*** Opening of Records supplied ***

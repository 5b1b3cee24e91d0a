//! Core analyzer for orchestrating lint execution.

use crate::config::Config;
use crate::context::{FileContext, FixMode};
use crate::parser::{ParserBox, SourceParser};
use crate::rule::{Rule, RuleBox};
use crate::types::{LintResult, Violation};

use std::path::{Path, PathBuf};
use thiserror::Error;
use tracing::{debug, info, warn};

/// Errors that can occur during analysis.
#[derive(Debug, Error)]
pub enum AnalyzerError {
    /// IO error reading or writing files.
    #[error("IO error on {path}: {source}")]
    Io {
        /// Path being read or written.
        path: PathBuf,
        /// Underlying IO error.
        source: std::io::Error,
    },

    /// Error parsing a source file.
    #[error("Parse error in {path}: {message}")]
    Parse {
        /// Path to the file that failed to parse.
        path: PathBuf,
        /// Parse error message.
        message: String,
    },

    /// No registered parser handles the file.
    #[error("No parser for {0}")]
    Unsupported(PathBuf),

    /// Error walking the directory tree.
    #[error("Walk error: {0}")]
    Walk(#[from] ignore::Error),

    /// Glob pattern error.
    #[error("Invalid glob pattern: {0}")]
    Glob(#[from] glob::PatternError),

    /// Configuration error.
    #[error("Configuration error: {0}")]
    Config(#[from] crate::config::ConfigError),
}

/// Outcome of checking one source text.
#[derive(Debug, Default)]
pub struct FileOutcome {
    /// Violations from all enabled rules.
    pub violations: Vec<Violation>,
    /// Corrected text, if fix mode changed anything.
    pub fixed_text: Option<String>,
}

/// Builder for configuring an [`Analyzer`].
#[derive(Default)]
pub struct AnalyzerBuilder {
    root: Option<PathBuf>,
    rules: Vec<RuleBox>,
    parsers: Vec<ParserBox>,
    exclude_patterns: Vec<String>,
    config: Option<Config>,
    mode: FixMode,
    fail_on_parse_error: Option<bool>,
}

impl AnalyzerBuilder {
    /// Creates a new builder with default settings.
    #[must_use]
    pub fn new() -> Self {
        Self::default()
    }

    /// Sets the directory (or single file) to analyze.
    #[must_use]
    pub fn root(mut self, path: impl Into<PathBuf>) -> Self {
        self.root = Some(path.into());
        self
    }

    /// Adds a per-file rule to the analyzer.
    #[must_use]
    pub fn rule<R: Rule + 'static>(mut self, rule: R) -> Self {
        self.rules.push(Box::new(rule));
        self
    }

    /// Adds a boxed per-file rule to the analyzer.
    #[must_use]
    pub fn rule_box(mut self, rule: RuleBox) -> Self {
        self.rules.push(rule);
        self
    }

    /// Adds a language front end.
    #[must_use]
    pub fn parser<P: SourceParser + 'static>(mut self, parser: P) -> Self {
        self.parsers.push(Box::new(parser));
        self
    }

    /// Adds an exclude glob pattern.
    #[must_use]
    pub fn exclude(mut self, pattern: impl Into<String>) -> Self {
        self.exclude_patterns.push(pattern.into());
        self
    }

    /// Adds multiple exclude glob patterns.
    #[must_use]
    pub fn excludes<I, S>(mut self, patterns: I) -> Self
    where
        I: IntoIterator<Item = S>,
        S: Into<String>,
    {
        self.exclude_patterns
            .extend(patterns.into_iter().map(Into::into));
        self
    }

    /// Sets the configuration.
    #[must_use]
    pub fn config(mut self, config: Config) -> Self {
        self.config = Some(config);
        self
    }

    /// Sets check or fix mode (default: check).
    #[must_use]
    pub fn mode(mut self, mode: FixMode) -> Self {
        self.mode = mode;
        self
    }

    /// Sets whether to fail on parse errors (default: from config, else false).
    #[must_use]
    pub fn fail_on_parse_error(mut self, fail: bool) -> Self {
        self.fail_on_parse_error = Some(fail);
        self
    }

    /// Builds the analyzer.
    ///
    /// # Errors
    ///
    /// Returns an error if the current directory cannot be determined or an
    /// exclude pattern is not a valid glob.
    pub fn build(self) -> Result<Analyzer, AnalyzerError> {
        let config = self.config.unwrap_or_default();
        let root = self.root.unwrap_or_else(|| config.analyzer.root.clone());

        let root = if root.is_absolute() {
            root
        } else {
            std::env::current_dir()
                .map_err(|source| AnalyzerError::Io {
                    path: root.clone(),
                    source,
                })?
                .join(&root)
        };

        let mut exclude_patterns = self.exclude_patterns;
        exclude_patterns.extend(config.analyzer.exclude.iter().cloned());
        let excludes = exclude_patterns
            .iter()
            .map(|p| glob::Pattern::new(p))
            .collect::<Result<Vec<_>, _>>()?;

        Ok(Analyzer {
            root,
            rules: self.rules,
            parsers: self.parsers,
            excludes,
            fail_on_parse_error: self
                .fail_on_parse_error
                .unwrap_or(config.analyzer.fail_on_parse_error),
            respect_gitignore: config.analyzer.respect_gitignore,
            config,
            mode: self.mode,
        })
    }
}

/// The main analyzer that orchestrates lint execution.
///
/// Use [`Analyzer::builder()`] to construct an instance. Every file gets its
/// own tree and rule state, so files never influence each other.
pub struct Analyzer {
    root: PathBuf,
    rules: Vec<RuleBox>,
    parsers: Vec<ParserBox>,
    excludes: Vec<glob::Pattern>,
    config: Config,
    mode: FixMode,
    fail_on_parse_error: bool,
    respect_gitignore: bool,
}

impl Analyzer {
    /// Creates a new builder for configuring an analyzer.
    #[must_use]
    pub fn builder() -> AnalyzerBuilder {
        AnalyzerBuilder::new()
    }

    /// Returns the root being analyzed.
    #[must_use]
    pub fn root(&self) -> &Path {
        &self.root
    }

    /// Returns the number of registered rules.
    #[must_use]
    pub fn rule_count(&self) -> usize {
        self.rules.len()
    }

    /// Returns the configuration in effect.
    #[must_use]
    pub fn config(&self) -> &Config {
        &self.config
    }

    /// Analyzes all files and returns the results.
    ///
    /// In fix mode, files whose text changed are written back.
    ///
    /// # Errors
    ///
    /// Returns an error if file discovery or I/O fails, or if a file does not
    /// parse and `fail_on_parse_error` is set.
    pub fn analyze(&self) -> Result<LintResult, AnalyzerError> {
        info!("Starting analysis at {}", self.root.display());

        let mut result = LintResult::new();
        let files = self.discover_files()?;

        info!("Found {} files to analyze", files.len());

        for file_path in &files {
            match self.analyze_file(file_path) {
                Ok((violations, fixed)) => {
                    result.violations.extend(violations);
                    result.files_checked += 1;
                    if fixed {
                        result.files_fixed += 1;
                    }
                }
                Err(AnalyzerError::Parse { path, message }) => {
                    warn!("Failed to parse {}: {}", path.display(), message);
                    if self.fail_on_parse_error {
                        return Err(AnalyzerError::Parse { path, message });
                    }
                }
                Err(e) => return Err(e),
            }
        }

        result.sort();

        info!(
            "Analysis complete: {} violations in {} files ({} fixed)",
            result.violations.len(),
            result.files_checked,
            result.files_fixed
        );

        Ok(result)
    }

    /// Checks one source text as if it were the file at `path`.
    ///
    /// Nothing is written; in fix mode the corrected text is returned.
    ///
    /// # Errors
    ///
    /// Returns an error if no parser handles `path` or the text does not parse.
    pub fn check_source(&self, path: &Path, source: &str) -> Result<FileOutcome, AnalyzerError> {
        let parser = self
            .parser_for(path)
            .ok_or_else(|| AnalyzerError::Unsupported(path.to_path_buf()))?;
        let mut tree = parser.parse(source).map_err(|e| AnalyzerError::Parse {
            path: path.to_path_buf(),
            message: e.to_string(),
        })?;

        let base = if self.root.is_file() {
            self.root.parent().unwrap_or(&self.root)
        } else {
            &self.root
        };
        let ctx = FileContext::new(path, base, self.mode);
        let mut outcome = FileOutcome::default();

        for rule in &self.rules {
            if !self.config.is_rule_enabled(rule.name()) {
                debug!("Skipping disabled rule: {}", rule.name());
                continue;
            }

            let rule_violations = rule.check(&ctx, &mut tree);
            let rule_violations = self.apply_severity_override(rule.name(), rule_violations);
            outcome.violations.extend(rule_violations);
        }

        if self.mode.is_fix() {
            let text = tree.text(tree.root());
            if text != source {
                outcome.fixed_text = Some(text);
            }
        }
        Ok(outcome)
    }

    /// Analyzes a single file, writing fixes back. Returns whether it was rewritten.
    fn analyze_file(&self, path: &Path) -> Result<(Vec<Violation>, bool), AnalyzerError> {
        debug!("Analyzing: {}", path.display());

        let content = std::fs::read_to_string(path).map_err(|source| AnalyzerError::Io {
            path: path.to_path_buf(),
            source,
        })?;
        let outcome = self.check_source(path, &content)?;

        let fixed = match outcome.fixed_text {
            Some(text) => {
                std::fs::write(path, text).map_err(|source| AnalyzerError::Io {
                    path: path.to_path_buf(),
                    source,
                })?;
                debug!("Wrote fixes to {}", path.display());
                true
            }
            None => false,
        };
        Ok((outcome.violations, fixed))
    }

    /// Applies severity overrides from configuration.
    fn apply_severity_override(
        &self,
        rule_name: &str,
        mut violations: Vec<Violation>,
    ) -> Vec<Violation> {
        if let Some(severity) = self.config.rule_severity(rule_name) {
            for v in &mut violations {
                v.severity = severity;
            }
        }
        violations
    }

    fn parser_for(&self, path: &Path) -> Option<&dyn SourceParser> {
        let ext = path.extension().and_then(|e| e.to_str())?;
        self.parsers
            .iter()
            .find(|p| p.handles(ext))
            .map(AsRef::as_ref)
    }

    /// Discovers all source files some registered parser handles.
    fn discover_files(&self) -> Result<Vec<PathBuf>, AnalyzerError> {
        let mut builder = ignore::WalkBuilder::new(&self.root);
        builder
            .hidden(false)
            .git_ignore(self.respect_gitignore)
            .git_exclude(self.respect_gitignore)
            .require_git(false);

        let mut files = Vec::new();
        for entry in builder.build() {
            let entry = entry?;
            let path = entry.path();

            if !path.is_file() || self.parser_for(path).is_none() {
                continue;
            }
            if self.should_exclude(path) {
                debug!("Excluding: {}", path.display());
                continue;
            }

            files.push(path.to_path_buf());
        }

        files.sort();
        Ok(files)
    }

    /// Checks if a path matches an exclude pattern, relative to the root or absolute.
    fn should_exclude(&self, path: &Path) -> bool {
        let relative = path.strip_prefix(&self.root).unwrap_or(path);
        self.excludes
            .iter()
            .any(|pattern| pattern.matches_path(relative) || pattern.matches_path(path))
    }
}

*** Close of Records supplied ***

Exercise → Return exactly, and only, the lines above starting at the line that contains "if text != source" and ending at the line that contains "let content = std::fs::read_to_string(path).map_err(|source|".

Exercise output →
            if text != source {
                outcome.fixed_text = Some(text);
            }
        }
        Ok(outcome)
    }

    /// Analyzes a single file, writing fixes back. Returns whether it was rewritten.
    fn analyze_file(&self, path: &Path) -> Result<(Vec<Violation>, bool), AnalyzerError> {
        debug!("Analyzing: {}", path.display());

        let content = std::fs::read_to_string(path).map_err(|source| AnalyzerError::Io {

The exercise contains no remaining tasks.